## AVAILABLE DATA

#![warn(missing_docs)]
#![warn(clippy::missing_docs_in_private_items)]

use std::path::{Path, PathBuf};

use anyhow::Result;
use tracing::Level;

use crate::i18n::{Catalog, NullTranslator, Translator};

/// Environment variable selecting the log level.
pub const LOG_LEVEL_ENV: &str = "GRADER_FEEDBACK_LOG_LEVEL";
/// Environment variable pointing at a JSON translation catalog.
pub const TRANSLATIONS_ENV: &str = "GRADER_FEEDBACK_TRANSLATIONS";
/// Environment variable that reveals `hidden-until` content.
pub const SHOW_EVERYTHING_ENV: &str = "GRADER_FEEDBACK_SHOW_EVERYTHING";
/// Environment variable that renders for a staff viewer.
pub const STAFF_ENV: &str = "GRADER_FEEDBACK_STAFF";

/// Parses a log level name, defaulting to `INFO` when unset or unrecognised.
fn parse_level(val: Option<String>) -> Level {
    match val
        .map(|s| s.trim().to_ascii_lowercase())
        .as_deref()
        .unwrap_or("info")
    {
        "trace" => Level::TRACE,
        "debug" => Level::DEBUG,
        "warn" | "warning" => Level::WARN,
        "error" => Level::ERROR,
        _ => Level::INFO,
    }
}

/// Parses a boolean switch; `1`, `true`, `yes` and `on` enable it.
fn parse_flag(val: Option<String>) -> bool {
    matches!(
        val.map(|s| s.trim().to_ascii_lowercase()).as_deref(),
        Some("1" | "true" | "yes" | "on")
    )
}

/// Reads a boolean switch from the environment.
fn read_flag(env: &str) -> bool {
    parse_flag(std::env::var(env).ok())
}

/// Settings of the command line, sourced from the environment.
#[derive(Debug, Clone, PartialEq, Eq)]
pub struct Config {
    /// Maximum level of emitted log events.
    log_level:       Level,
    /// JSON translation catalog, if any.
    translations:    Option<PathBuf>,
    /// Reveal content hidden by `hidden-until`.
    show_everything: bool,
    /// Render for a staff viewer.
    staff:           bool,
}

impl Default for Config {
    fn default() -> Self {
        Self {
            log_level:       Level::INFO,
            translations:    None,
            show_everything: false,
            staff:           false,
        }
    }
}

impl Config {
    /// Reads the configuration from the environment. Call after `.env` has
    /// been loaded.
    pub fn from_env() -> Self {
        let translations = std::env::var(TRANSLATIONS_ENV)
            .ok()
            .map(|value| value.trim().to_owned())
            .filter(|value| !value.is_empty())
            .map(PathBuf::from);

        Self {
            log_level: parse_level(std::env::var(LOG_LEVEL_ENV).ok()),
            translations,
            show_everything: read_flag(SHOW_EVERYTHING_ENV),
            staff: read_flag(STAFF_ENV),
        }
    }

    /// gets the `log_level` field
    pub fn log_level(&self) -> Level {
        self.log_level
    }

    /// gets the `translations` field
    pub fn translations(&self) -> Option<&Path> {
        self.translations.as_deref()
    }

    /// sets the `translations` field
    pub fn set_translations(mut self, translations: Option<PathBuf>) -> Self {
        self.translations = translations;
        self
    }

    /// gets the `show_everything` field
    pub fn show_everything(&self) -> bool {
        self.show_everything
    }

    /// sets the `show_everything` field
    pub fn set_show_everything(mut self, show_everything: bool) -> Self {
        self.show_everything = show_everything;
        self
    }

    /// gets the `staff` field
    pub fn staff(&self) -> bool {
        self.staff
    }

    /// sets the `staff` field
    pub fn set_staff(mut self, staff: bool) -> Self {
        self.staff = staff;
        self
    }

    /// Loads the configured translation catalog, or the identity translator
    /// when none is configured.
    pub fn translator(&self) -> Result<Box<dyn Translator>> {
        match self.translations() {
            Some(path) => Ok(Box::new(Catalog::from_json_file(path)?)),
            None => Ok(Box::new(NullTranslator)),
        }
    }
}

## TASK STATEMENT
A reply should hold exactly the lines from the one containing "pub fn staff(&self)" through the end of the data above, nothing more.

## TASK SOLUTION
    pub fn staff(&self) -> bool {
        self.staff
    }

    /// sets the `staff` field
    pub fn set_staff(mut self, staff: bool) -> Self {
        self.staff = staff;
        self
    }

    /// Loads the configured translation catalog, or the identity translator
    /// when none is configured.
    pub fn translator(&self) -> Result<Box<dyn Translator>> {
        match self.translations() {
            Some(path) => Ok(Box::new(Catalog::from_json_file(path)?)),
            None => Ok(Box::new(NullTranslator)),
        }
    }
}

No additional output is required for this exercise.